著者インタビュー01 山縣敏憲さん『塾長が愛したカメラたち』を出版

本の企画はどのように考えましたか?

私は、勤めていた会社で、物流を担当していました。海外へ出張しては、港や鉄道の様子を、写真に撮っていたのです。
その過程で、クラシックカメラについて、学び始めました。ほとんど独学ですが、調べたことをブログに書き溜めていったのです。せっかく学んだことを忘れないようにするためですね。
たとえば、何月何日に、どのカメラを、どこで購入したか、値段はいくらで、そのときの状態や付属品はなにか、などというようにです。ついでに、そのカメラについて、製造された年月やその背景なども調べて、ブログに綴っていきました。
カメラだけでも相当の情報量になりましたが、実際のブログには、カメラ以外の出来事なども記載しています。だから、ブログを見るだけで、当時のことが鮮明に思い浮かびますね。
そのブログ記事を、最初に本にしたのが、2000年に出版した『クラシックカメラで遊ぼう』(グリーンアロー出版社)です。このころは、クラカメブームだったので、この本はけっこう売れました。
最初の本を出版した後も、カメラを買い続けたので、ブログの記事も増えていったのですが、しばらくすると、カメラ仲間たちが、「2冊めも出そうよ!」と発破をかけてくるのです。
それで、つい私もその気になって、同じ出版社へ出向き、「2冊目を出したいんだけど……」と相談したところ、「山縣さん、クラカメブームはとっくに終わりましたよ!」と言われてしまいました。
それなら自分でお金を出して作ろうかと思っていたところに、古関さんと知り合って、出版の機会をいただいたのです。

原稿づくりでたいへんな点はありましたか?

山縣敏憲さん 写真

私は文章を書くことは慣れていました。うまいかどうかは別にして、ブログにはカメラ以外のことも書いていたので、けっこうな量になっています。
最初に古関さんに送った原稿は、ブログの記事をそのままコピーしたものでしたが、それをうまく整理してもらえたので、助かりました。
カメラの写真も日ごろから撮影していたので、本づくりはスムーズに進んだと思います。ただ、編集した方はたいへんだったと思います。なにせ、写真だけで200枚も送ってしまいましたから(笑)。

出版した効果はいかがでしたか?

山縣敏憲さん 写真

仲間たちはたいへん喜んでくれました。「山縣さん、○○の記事が参考になりました」とか、「第4時限目がおもしろかったですよ」とか。
第4時限目というのは、現在、私が大学で講義をしていることにちなんで、第1章、第2章……という代わりに、第1時限目、第2時限目……と、編集の古関さんがつけてくれたのです。私が山縣写真塾の塾長でもあることから、みんなに授業をしているイメージだったのでしょう。

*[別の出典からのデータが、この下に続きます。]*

//! Output formatting and progress display

use crate::cli::args::VerbosityLevel;
use crate::core::progress::{format_bytes, format_bytes_per_second, format_duration, Progress};
use crate::core::video_info::{FormatCandidate, Listing, VideoMetadata};
use indicatif::{ProgressBar, ProgressStyle};
use std::sync::{Arc, Mutex};
use std::time::Duration;

const BAR_TEMPLATE: &str =
    "{spinner:.green} [{elapsed_precise}] [{bar:40.cyan/blue}] {bytes}/{total_bytes} ({eta}) {msg}";
const SPINNER_TEMPLATE: &str = "{spinner:.green} [{elapsed_precise}] {bytes} {msg}";

/// Output formatter for kvsget
pub struct OutputFormatter {
    verbosity: VerbosityLevel,
    show_progress: bool,
    progress_bar: Mutex<Option<ProgressBar>>,
}

impl OutputFormatter {
    /// Create a new output formatter
    pub fn new(verbosity: VerbosityLevel) -> Self {
        Self {
            verbosity,
            show_progress: verbosity != VerbosityLevel::Quiet,
            progress_bar: Mutex::new(None),
        }
    }

    /// Enable or disable the progress bar
    pub fn with_progress(mut self, show_progress: bool) -> Self {
        self.show_progress = show_progress && self.verbosity != VerbosityLevel::Quiet;
        self
    }

    /// Start a progress bar for one download; `total_size` of 0 shows a spinner
    pub fn create_progress_bar(&self, total_size: u64) -> Option<ProgressBar> {
        if !self.show_progress {
            return None;
        }

        let (progress_bar, template) = if total_size > 0 {
            (ProgressBar::new(total_size), BAR_TEMPLATE)
        } else {
            (ProgressBar::new_spinner(), SPINNER_TEMPLATE)
        };
        let style = ProgressStyle::default_bar()
            .template(template)
            .unwrap_or_else(|_| ProgressStyle::default_bar())
            .progress_chars("#>-");
        progress_bar.set_style(style);
        progress_bar.set_message("Downloading...");
        progress_bar.enable_steady_tick(Duration::from_millis(120));

        if let Ok(mut slot) = self.progress_bar.lock() {
            *slot = Some(progress_bar.clone());
        }
        Some(progress_bar)
    }

    /// Update progress bar, creating it on the first update
    pub fn update_progress(&self, progress: &Progress) {
        let existing = self.progress_bar.lock().ok().and_then(|slot| slot.clone());
        let progress_bar = match existing {
            Some(progress_bar) => progress_bar,
            None => match self.create_progress_bar(progress.total_size) {
                Some(progress_bar) => progress_bar,
                None => return,
            },
        };

        if progress.total_size > 0 {
            progress_bar.set_length(progress.total_size);
        }
        progress_bar.set_position(progress.downloaded_size);
        if let Some(speed) = progress.speed {
            progress_bar.set_message(format_bytes_per_second(speed));
        }
    }

    /// Finish and detach the current progress bar
    pub fn finish_progress(&self, message: &str) {
        let finished = self.progress_bar.lock().ok().and_then(|mut slot| slot.take());
        if let Some(progress_bar) = finished {
            progress_bar.finish_with_message(message.to_string());
        }
    }

    /// Print info message
    pub fn info(&self, message: &str) {
        if self.verbosity != VerbosityLevel::Quiet {
            println!("ℹ️  {}", message);
        }
    }

    /// Print success message
    pub fn success(&self, message: &str) {
        if self.verbosity != VerbosityLevel::Quiet {
            println!("✅ {}", message);
        }
    }

    /// Print warning message
    pub fn warning(&self, message: &str) {
        if self.verbosity != VerbosityLevel::Quiet {
            eprintln!("⚠️  {}", message);
        }
    }

    /// Print error message
    pub fn error(&self, message: &str) {
        eprintln!("❌ {}", message);
    }

    /// Print debug message
    pub fn debug(&self, message: &str) {
        if self.verbosity == VerbosityLevel::Verbose {
            println!("🐛 {}", message);
        }
    }

    /// Print video information
    pub fn print_video_info(&self, video: &VideoMetadata) {
        if self.verbosity == VerbosityLevel::Quiet {
            return;
        }

        println!("📹 {}", video.title);
        println!("🆔 {}", video.id);
        if let Some(uploader) = &video.uploader {
            println!("👤 {}", uploader);
        }
        println!("🔞 age limit {}", video.age_limit());
        println!("📊 {} formats available", video.formats.len());
        println!();
    }

    /// Print the format table shown by `--list-formats`
    pub fn print_formats(&self, formats: &[FormatCandidate]) {
        println!("{}", format_table(formats));
    }

    /// Print listing summary and entries
    pub fn print_listing(&self, listing: &Listing, limit: Option<usize>) {
        if self.verbosity == VerbosityLevel::Quiet {
            return;
        }

        match &listing.title {
            Some(title) => println!("📋 {} ({})", title, listing.id),
            None => println!("📋 {}", listing.id),
        }
        match limit {
            Some(limit) => println!("📊 Items: {} (limited to {})", listing.entries.len(), limit),
            None => println!("📊 Items: {}", listing.entries.len()),
        }
        println!();
    }

    /// Print listing item progress
    pub fn print_listing_item(&self, index: usize, total: usize, url: &str) {
        if self.verbosity == VerbosityLevel::Quiet {
            return;
        }

        println!("📥 [{}/{}] {}", index + 1, total, url);
    }

    /// Print download start message
    pub fn print_download_start(&self, format: &FormatCandidate, output_path: &str) {
        if self.verbosity == VerbosityLevel::Quiet {
            return;
        }

        println!("🚀 Starting download of {} ({})", format.format_id, format.resolution_string());
        self.debug(&format!("URL: {}", format.url));
        println!("💾 Output: {}", output_path);
    }

    /// Print download complete message
    pub fn print_download_complete(&self, output_path: &str, bytes: u64, duration: Duration) {
        if self.verbosity == VerbosityLevel::Quiet {
            return;
        }

        println!("✅ Download completed: {}", format_bytes(bytes));
        println!("💾 Saved to: {}", output_path);
        println!("⏱️  Time: {}", format_duration(duration));
    }
}

/// Render formats as a fixed-width table, best first
pub fn format_table(formats: &[FormatCandidate]) -> String {
    let mut lines = vec![format!(
        "{:<12} {:<12} {:<5} {}",
        "ID", "RESOLUTION", "EXT", "SOURCE"
    )];
    for format in formats {
        lines.push(format!(
            "{:<12} {:<12} {:<5} {}",
            format.format_id,
            format.resolution_string(),
            format.ext,
            format.key
        ));
    }
    lines.join("\n")
}

/// Create a progress callback for the downloader
pub fn create_progress_callback(
    formatter: Arc<OutputFormatter>,
) -> impl Fn(Progress) + Send + Sync + 'static {
    move |progress: Progress| {
        formatter.update_progress(&progress);
    }
}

編集により、だいぶすっきりと、わかりやすくなったおかげで、私自身も今でもこの本を参考書のように使っています。
「あれ、なんだったけな〜?」という時に、ブログで記事を探すのはたいへんですが、この本なら、どこになにが書いてあるか一目瞭然ですからね。とても役立っていますよ。

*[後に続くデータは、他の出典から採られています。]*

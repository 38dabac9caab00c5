//! Command line interface

pub mod args;
pub mod output;

pub use args::*;
pub use output::*;
//! # kvsget - KVS player page resolver
//!
//! Resolves video pages of sites running the Kernel Video Sharing player
//! (ThisVid) into playable media URLs, and downloads them.
//!
//! ## Features
//!
//! - Player configuration (`flashvars`) extraction from page scripts
//! - License-keyed media URL deobfuscation
//! - Format ranking and selection
//! - Member and playlist listings with pagination
//! - Rate limiting and retry logic
//!
//! ## Example
//!
//! ```rust,no_run
//! use kvsget::{HttpFetcher, Resolver};
//! use std::sync::Arc;
//!
//! #[tokio::main]
//! async fn main() -> Result<(), Box<dyn std::error::Error>> {
//!     let resolver = Resolver::new(Arc::new(HttpFetcher::new()?));
//!     let video = resolver
//!         .resolve("https://thisvid.com/videos/sitting-on-ball-tight-jeans/")
//!         .await?;
//!     if let Some(best) = video.best_format() {
//!         println!("{}: {}", video.title, best.url);
//!     }
//!     Ok(())
//! }
//! ```

pub mod cli;
pub mod core;
pub mod download;
pub mod error;
pub mod platform;
pub mod utils;

// Re-export main types
pub use core::{
    FormatCandidate, FormatSelector, Listing, Progress, QualitySelector, Resolved, Resolver,
    ResolverOptions, VideoMetadata,
};
pub use download::MediaDownloader;
pub use error::KvsError;
pub use platform::{HttpClientConfig, HttpFetcher, PageFetcher};

/// Result type alias for kvsget operations
pub type Result<T> = std::result::Result<T, KvsError>;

それと、この本を通じて、仲間が増えました。事前にこの本を読んでくださった方が、「あの山縣さんですか?」なんて、声をかけてくださることもあります。カメラ好きの中には、上には上がいて、もっとおもしろい本を紹介してくれる人もいます。本を読むことで、お互いが理解しあえるので、コミュニケーションの一環としても、この本はとても役立っています。

自費出版は、どんな人に向いていると思いますか?

まずは、なにかに一所懸命に打ち込んできた人ですね。好きなことがあるなら、それをまとめておくのがいいと思います。
あとは、自分史なんかもいいですね。「私はこういう人間だ!」と決して見せびらかしたり、威張ったりするのではなく、「こんなことをしてきました」「こんなにたいへんでしたが、乗り越えることができました」なんていうのは、多くの人に共通するものではないでしょうか。

あと、やはり、コミュニケーションのための道具ですよね。本を通じて、自分のことを知ってもらう、自分の名前を知ってもらう。本があれば、私も相手のことを知ることができます。そういった相互理解には、本が最適です。
相手のことがわかれば、相手との仲間意識が生まれ、自然と思いやりの気持ちが湧いてきます。
私は本を出したあとも、さらに仲間が増え続けています。いまでは、毎年2回、みんなで好きなものを持ち寄って、オークションを開催しています。私がオークショニアをやっているんですよ。カメラを売る人もいれば、バッグでもハンカチでも、なんでも出品できます。値段も手ごろな価格にしますので、だれでも参加して、楽しむことができるのです。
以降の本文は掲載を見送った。